While the Agent will use reasonable efforts to accommodate the Borrower’s or the Servicer’s requests for Interest Periods prior to an Event of Default, the Agent shall have the right to subdivide any requested Eurodollar Loan into one or more Eurodollar Loans of different Interest Periods, as the case may be, or, if the requested period is not feasible, to suggest an alternative Interest Period, provided that not less than $1,000,000 of principal may be allocated to any Period of any Lender, and no Alternate Base Rate Loan may have a principal amount of less than $1,000,000.

 

The Borrower (or the Servicer on the Borrower’s behalf) may not request an Interest Period for a Eurodollar Loan unless it shall have given the Agent written notice of its desire therefor not later than 12:00 noon (New York City time) at least 3 Business Days prior to the first day of the desired Interest Period.

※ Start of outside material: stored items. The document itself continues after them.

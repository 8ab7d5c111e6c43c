//! Concrete [`netstack_core::NetDevice`] drivers for this workspace.
//!
//! Ships two: [`LoopbackDevice`], for a device that talks to itself, and
//! [`PairDevice`], for two distinct devices joined directly together —
//! between them, enough to exercise the core and the IPv4/ICMP modules
//! end to end without a real NIC or ARP.

mod loopback;
mod pair;

pub use loopback::LoopbackDevice;
pub use pair::PairDevice;
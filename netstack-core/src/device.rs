//! Network device abstraction: the [`NetDevice`] trait, the registered
//! [`Device`] wrapper, and the device registry.
//!
//! This module is the boundary between device drivers (which move bytes)
//! and the protocol stack (which understands protocols). Only `&[u8]`
//! crosses this boundary — drivers never see a parsed header.

use std::fmt;
use std::sync::atomic::{AtomicBool, Ordering};
use std::sync::{Arc, Mutex};

use log::{debug, warn};

use crate::error::NetError;
use crate::interface::{Family, Interface};

/// Capability set implemented by every device driver (NIC, loopback, tap,
/// …) and registered with the core via [`crate::Stack::register_device`].
///
/// All methods take `&self`; drivers use interior mutability for their own
/// state. `open`/`close` default to no-ops — the spec marks them optional,
/// only `transmit` is required.
pub trait NetDevice: Send + Sync {
    /// Bring the device up. Called once by `Stack::run`.
    fn open(&self) -> Result<(), NetError> {
        Ok(())
    }

    /// Bring the device down. Called once by `Stack::shutdown`.
    fn close(&self) -> Result<(), NetError> {
        Ok(())
    }

    /// Transmit one frame. `dst` is an opaque, driver-interpreted
    /// destination (e.g. a resolved link-layer address, or simply ignored
    /// by a loopback device).
    fn transmit(&self, ethertype: u16, bytes: &[u8], dst: &[u8]) -> Result<(), NetError>;
}

/// Stable index assigned to a device at registration time.
#[derive(Clone, Copy, Debug, PartialEq, Eq, Hash, PartialOrd, Ord)]
pub struct DevIndex(pub(crate) usize);

impl fmt::Display for DevIndex {
    fn fmt(&self, f: &mut fmt::Formatter<'_>) -> fmt::Result {
        write!(f, "{}", self.0)
    }
}

/// A registered network device: the driver's [`NetDevice`] plus the
/// core-owned bookkeeping (name, index, MTU, `UP` flag, interface list).
///
/// Handed out to callers (protocol handlers, driver threads) as a
/// [`DeviceHandle`] — a cheap `Arc` clone that is valid for the device's
/// entire registered lifetime (devices are never unregistered).
pub struct Device {
    name: String,
    index: DevIndex,
    link_type: u16,
    mtu: u16,
    up: AtomicBool,
    ops: Box<dyn NetDevice + Send + Sync>,
    interfaces: Mutex<Vec<Interface>>,
}

/// Cheap, clonable, stable reference to a registered device.
///
/// Handler closures and driver threads hold this instead of a raw pointer
/// or index — the `Arc` keeps the device alive for as long as anyone
/// references it, which for this implementation is the whole process
/// lifetime (devices are never destroyed).
pub type DeviceHandle = Arc<Device>;

impl Device {
    pub(crate) fn new(name: String, index: DevIndex, link_type: u16, mtu: u16, ops: Box<dyn NetDevice + Send + Sync>) -> Self {
        Self {
            name,
            index,
            link_type,
            mtu,
            up: AtomicBool::new(false),
            ops,
            interfaces: Mutex::new(Vec::new()),
        }
    }

    /// The device's auto-assigned name, e.g. `net0`.
    #[inline]
    pub fn name(&self) -> &str {
        &self.name
    }

    /// The device's stable registration index.
    #[inline]
    pub fn index(&self) -> DevIndex {
        self.index
    }

    /// The link-type code the driver was registered with (e.g. an
    /// EtherType-style constant for the frames this device produces).
    #[inline]
    pub fn link_type(&self) -> u16 {
        self.link_type
    }

    /// Maximum payload length this device will accept in one `transmit`.
    #[inline]
    pub fn mtu(&self) -> u16 {
        self.mtu
    }

    /// Whether the device is currently up (opened, not yet closed).
    #[inline]
    pub fn is_up(&self) -> bool {
        self.up.load(Ordering::Acquire)
    }

    /// Append `iface` to this device's interface list.
    ///
    /// Fails with [`NetError::DuplicateFamily`] if an interface of the same
    /// family is already bound. Precondition: called before `Stack::run`
    /// (enforced by the caller only exposing this through `Stack<Setup>`).
    pub fn add_interface(&self, iface: Interface) -> Result<(), NetError> {
        let mut ifaces = self.interfaces.lock().expect("interface list poisoned");
        if ifaces.iter().any(|existing| existing.family() == iface.family()) {
            return Err(NetError::DuplicateFamily);
        }
        ifaces.push(iface);
        Ok(())
    }

    /// Linear search for the interface bound to `family`.
    ///
    /// This is a plain linear search that scans the whole list and returns
    /// the match (or `None`) — it deliberately does not reproduce the
    /// reference implementation's early-return bug, which would give up
    /// after the first non-matching entry.
    pub fn interface<T, R>(&self, family: Family, with: impl FnOnce(&T) -> R) -> Option<R>
    where
        T: std::any::Any,
    {
        let ifaces = self.interfaces.lock().expect("interface list poisoned");
        ifaces
            .iter()
            .find(|iface| iface.family() == family)
            .and_then(|iface| iface.payload::<T>())
            .map(with)
    }

    fn open(&self) -> Result<(), NetError> {
        if self.is_up() {
            warn!("dev={}: already opened", self.name);
            return Err(NetError::AlreadyOpen);
        }
        self.ops.open()?;
        self.up.store(true, Ordering::Release);
        debug!("dev={}: opened", self.name);
        Ok(())
    }

    fn close(&self) -> Result<(), NetError> {
        if !self.is_up() {
            warn!("dev={}: not opened", self.name);
            return Err(NetError::NotOpen);
        }
        self.ops.close()?;
        self.up.store(false, Ordering::Release);
        debug!("dev={}: closed", self.name);
        Ok(())
    }

    /// Validate `UP` and MTU, then delegate to the driver's `transmit`.
    pub(crate) fn output(&self, ethertype: u16, bytes: &[u8], dst: &[u8]) -> Result<(), NetError> {
        if !self.is_up() {
            warn!("dev={}: output while not opened", self.name);
            return Err(NetError::NotOpen);
        }
        if bytes.len() > self.mtu as usize {
            warn!(
                "dev={}: too long, mtu={} len={}",
                self.name,
                self.mtu,
                bytes.len()
            );
            return Err(NetError::TooLong);
        }
        debug!(
            "dev={} type=0x{:04x} len={}",
            self.name,
            ethertype,
            bytes.len()
        );
        self.ops.transmit(ethertype, bytes, dst).map_err(|err| {
            warn!("dev={}: transmit failed: {err}", self.name);
            err
        })
    }
}

impl fmt::Debug for Device {
    fn fmt(&self, f: &mut fmt::Formatter<'_>) -> fmt::Result {
        write!(
            f,
            "Device {{ name: {:?}, index: {}, mtu: {}, up: {} }}",
            self.name,
            self.index,
            self.mtu,
            self.is_up()
        )
    }
}

/// Append-only table of registered devices.
///
/// Registration is only ever exposed through `Stack<Setup>`, so the table
/// is only ever mutated before `Stack::run` — no lock is required for
/// iteration after that point, but registration itself still goes through
/// a `Mutex` since it happens at an arbitrary point during setup.
#[derive(Default)]
pub(crate) struct DeviceRegistry {
    devices: Mutex<Vec<DeviceHandle>>,
}

impl DeviceRegistry {
    pub(crate) fn register(&self, link_type: u16, mtu: u16, ops: Box<dyn NetDevice + Send + Sync>) -> DeviceHandle {
        let mut devices = self.devices.lock().expect("device registry poisoned");
        let index = DevIndex(devices.len());
        let name = format!("net{index}");
        let dev = Arc::new(Device::new(name, index, link_type, mtu, ops));
        debug!("dev={}: registered, type=0x{:04x}", dev.name, link_type);
        devices.push(Arc::clone(&dev));
        dev
    }

    pub(crate) fn snapshot(&self) -> Vec<DeviceHandle> {
        self.devices.lock().expect("device registry poisoned").clone()
    }

    pub(crate) fn open_all(&self) {
        for dev in self.snapshot() {
            if let Err(err) = dev.open() {
                warn!("dev={}: open failed during run: {err}", dev.name());
            }
        }
    }

    pub(crate) fn close_all(&self) {
        for dev in self.snapshot() {
            if let Err(err) = dev.close() {
                warn!("dev={}: close failed during shutdown: {err}", dev.name());
            }
        }
    }
}
//! Device-and-protocol multiplexer: device registry, protocol registry
//! with deferred (soft-IRQ style) dispatch, timer service, event service,
//! and the two-phase setup/run lifecycle that ties them together.
//!
//! Protocol modules (`netstack-ip`, `netstack-icmp`) are built on top of
//! this crate; it has no notion of IP addresses, routing, or any
//! particular wire format. See [`Stack`] for the public entry point.

mod device;
mod error;
mod event;
mod interface;
mod protocol;
mod stack;
mod timer;

pub use device::{DevIndex, Device, DeviceHandle, NetDevice};
pub(crate) use device::DeviceRegistry;
pub use error::NetError;
pub use event::EventHandler;
pub use interface::{Family, Interface};
pub use protocol::{ProtocolHandler, DEFAULT_QUEUE_CAPACITY};
pub use stack::{Running, Setup, Stack, StackConfig, StackState};
pub use timer::TimerHandler;
//! Loopback network device.
//!
//! `transmit` pushes the frame onto an internal queue instead of putting
//! it on a wire; [`LoopbackDevice::poll`] pops frames back off so a
//! driver loop can feed them straight back into
//! [`netstack_core::Stack::net_input_handler`]. No checksums, no
//! addressing, no queue-full back-pressure beyond a generous bound — a
//! loopback device is memory-to-memory.

use std::collections::VecDeque;
use std::sync::Mutex;

use log::warn;

use netstack_core::{NetDevice, NetError};

const QUEUE_CAPACITY: usize = 256;

struct QueuedFrame {
    ethertype: u16,
    bytes: Vec<u8>,
}

/// A loopback device: whatever is transmitted on it becomes available to
/// receive via [`LoopbackDevice::poll`].
#[derive(Default)]
pub struct LoopbackDevice {
    queue: Mutex<VecDeque<QueuedFrame>>,
}

impl LoopbackDevice {
    pub fn new() -> Self {
        Self::default()
    }

    /// Pop the oldest queued frame, if any, as `(ethertype, bytes)`.
    pub fn poll(&self) -> Option<(u16, Vec<u8>)> {
        let mut queue = self.queue.lock().expect("loopback queue poisoned");
        queue.pop_front().map(|frame| (frame.ethertype, frame.bytes))
    }
}

impl NetDevice for LoopbackDevice {
    fn transmit(&self, ethertype: u16, bytes: &[u8], _dst: &[u8]) -> Result<(), NetError> {
        let mut queue = self.queue.lock().expect("loopback queue poisoned");
        if queue.len() >= QUEUE_CAPACITY {
            warn!("loopback: queue full, dropping frame");
            return Err(NetError::QueueFull);
        }
        queue.push_back(QueuedFrame {
            ethertype,
            bytes: bytes.to_vec(),
        });
        Ok(())
    }
}

#[cfg(test)]
mod loopback_tests {
    use super::*;

    fn init_logging() {
        let _ = env_logger::try_init();
    }

    #[test]
    fn transmitted_frame_is_available_to_poll() {
        init_logging();
        let dev = LoopbackDevice::new();
        dev.transmit(0x0800, &[1, 2, 3], &[]).unwrap();
        let (ethertype, bytes) = dev.poll().unwrap();
        assert_eq!(ethertype, 0x0800);
        assert_eq!(bytes, vec![1, 2, 3]);
        assert!(dev.poll().is_none());
    }

    #[test]
    fn polls_in_fifo_order() {
        init_logging();
        let dev = LoopbackDevice::new();
        dev.transmit(0x0800, &[1], &[]).unwrap();
        dev.transmit(0x0800, &[2], &[]).unwrap();
        assert_eq!(dev.poll().unwrap().1, vec![1]);
        assert_eq!(dev.poll().unwrap().1, vec![2]);
    }

    #[test]
    fn transmit_past_capacity_is_rejected() {
        init_logging();
        let dev = LoopbackDevice::new();
        for i in 0..QUEUE_CAPACITY {
            dev.transmit(0x0800, &[i as u8], &[]).unwrap();
        }
        let result = dev.transmit(0x0800, &[0xFF], &[]);
        assert!(matches!(result, Err(NetError::QueueFull)));
    }
}
//! Minimal, unfragmented, single-protocol IPv4 demultiplexer.
//!
//! Connective tissue between a [`netstack_core::Device`] and a protocol
//! module (this workspace ships `netstack-icmp`). Not a general-purpose
//! IP stack: no fragmentation/reassembly, no routing beyond the directly
//! attached interface, no options, no ARP (address resolution is out of
//! scope — see `netstack-devices`' loopback, which needs none).

mod error;
mod header;
mod iface;
mod module;

pub use error::IpError;
pub use header::{build, checksum, parse, Ipv4Header, HEADER_LEN};
pub use iface::Ipv4Interface;
pub use module::{IpModule, Ipv4Handler};
//! Error kinds returned by the dispatch core.
//!
//! Mirrors [`std::error::Error`] by hand rather than pulling in a
//! derive-macro crate — every protocol module built on top of this core
//! (see `netstack-ip`, `netstack-icmp`) follows the same pattern so error
//! handling stays uniform across layers.

use std::fmt;

/// Errors produced by the device registry, protocol registry, and lifecycle
/// operations of [`crate::Stack`].
#[derive(Debug)]
pub enum NetError {
    /// A fixed-capacity allocation (the protocol input queue) is full.
    OutOfMemory,
    /// `register_protocol` was called twice with the same type code.
    AlreadyRegistered,
    /// `add_interface` was called twice for the same `(device, family)` pair.
    DuplicateFamily,
    /// `open` was called on a device that is already up.
    AlreadyOpen,
    /// An operation that requires an open device was attempted on a device
    /// that is not up (includes `close` on an already-closed device).
    NotOpen,
    /// A frame or datagram exceeded the device MTU.
    TooLong,
    /// A protocol's input queue is at capacity; the packet was not enqueued.
    QueueFull,
    /// A driver's `open`/`close`/`transmit` hook returned an error.
    DriverError(Box<dyn std::error::Error + Send + Sync>),
}

impl fmt::Display for NetError {
    fn fmt(&self, f: &mut fmt::Formatter<'_>) -> fmt::Result {
        match self {
            NetError::OutOfMemory => write!(f, "out of memory"),
            NetError::AlreadyRegistered => write!(f, "already registered"),
            NetError::DuplicateFamily => write!(f, "interface family already bound"),
            NetError::AlreadyOpen => write!(f, "device already open"),
            NetError::NotOpen => write!(f, "device not open"),
            NetError::TooLong => write!(f, "payload longer than device MTU"),
            NetError::QueueFull => write!(f, "protocol queue full"),
            NetError::DriverError(inner) => write!(f, "driver error: {inner}"),
        }
    }
}

impl std::error::Error for NetError {
    fn source(&self) -> Option<&(dyn std::error::Error + 'static)> {
        match self {
            NetError::DriverError(inner) => Some(inner.as_ref()),
            _ => None,
        }
    }
}
//! IPv4 addressing bound to a device, as an opaque
//! [`netstack_core::Interface`] payload.

use std::net::Ipv4Addr;

/// Unicast address, netmask, and derived broadcast address bound to one
/// device. Stored as a device's `Family::Ipv4` interface payload and
/// recovered with [`netstack_core::Device::interface`].
#[derive(Debug, Clone, Copy, PartialEq, Eq)]
pub struct Ipv4Interface {
    pub unicast: Ipv4Addr,
    pub netmask: Ipv4Addr,
    pub broadcast: Ipv4Addr,
}

impl Ipv4Interface {
    /// Derive the broadcast address from `unicast`/`netmask`.
    pub fn new(unicast: Ipv4Addr, netmask: Ipv4Addr) -> Self {
        let host_bits = !u32::from_be_bytes(netmask.octets());
        let broadcast = u32::from_be_bytes(unicast.octets()) | host_bits;
        Self {
            unicast,
            netmask,
            broadcast: Ipv4Addr::from(broadcast.to_be_bytes()),
        }
    }
}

Accordingly, all Liquidity Fundings shall initially be Alternate Base Rate Loans.

 

Unless the Agent shall have received written notice by 12:00 noon  (New York City time) on the third Business Day prior to the last day of an Interest Period that the Borrower intends to reduce the aggregate principal amount of the Eurodollar Loans outstanding from the Liquidity Banks, each of the Liquidity Banks shall be entitled to assume that the Borrower desires to refinance its maturing Eurodollar Loans on the last day of such Interest Period with Eurodollar Loans with an Interest Period of one month.

 

The Agent acknowledges and agrees that a Borrowing Request shall not be required in connection with the refinancing on the last day of an Interest Period of maturing Eurodollar Loans.

 

Section 6.           Section 3.2 of the Credit Agreement is hereby amended in its entirety and as so amended shall read as follows:

 

Section 3.2.       Allocations and Distributions.

 

(a)           [Reserved]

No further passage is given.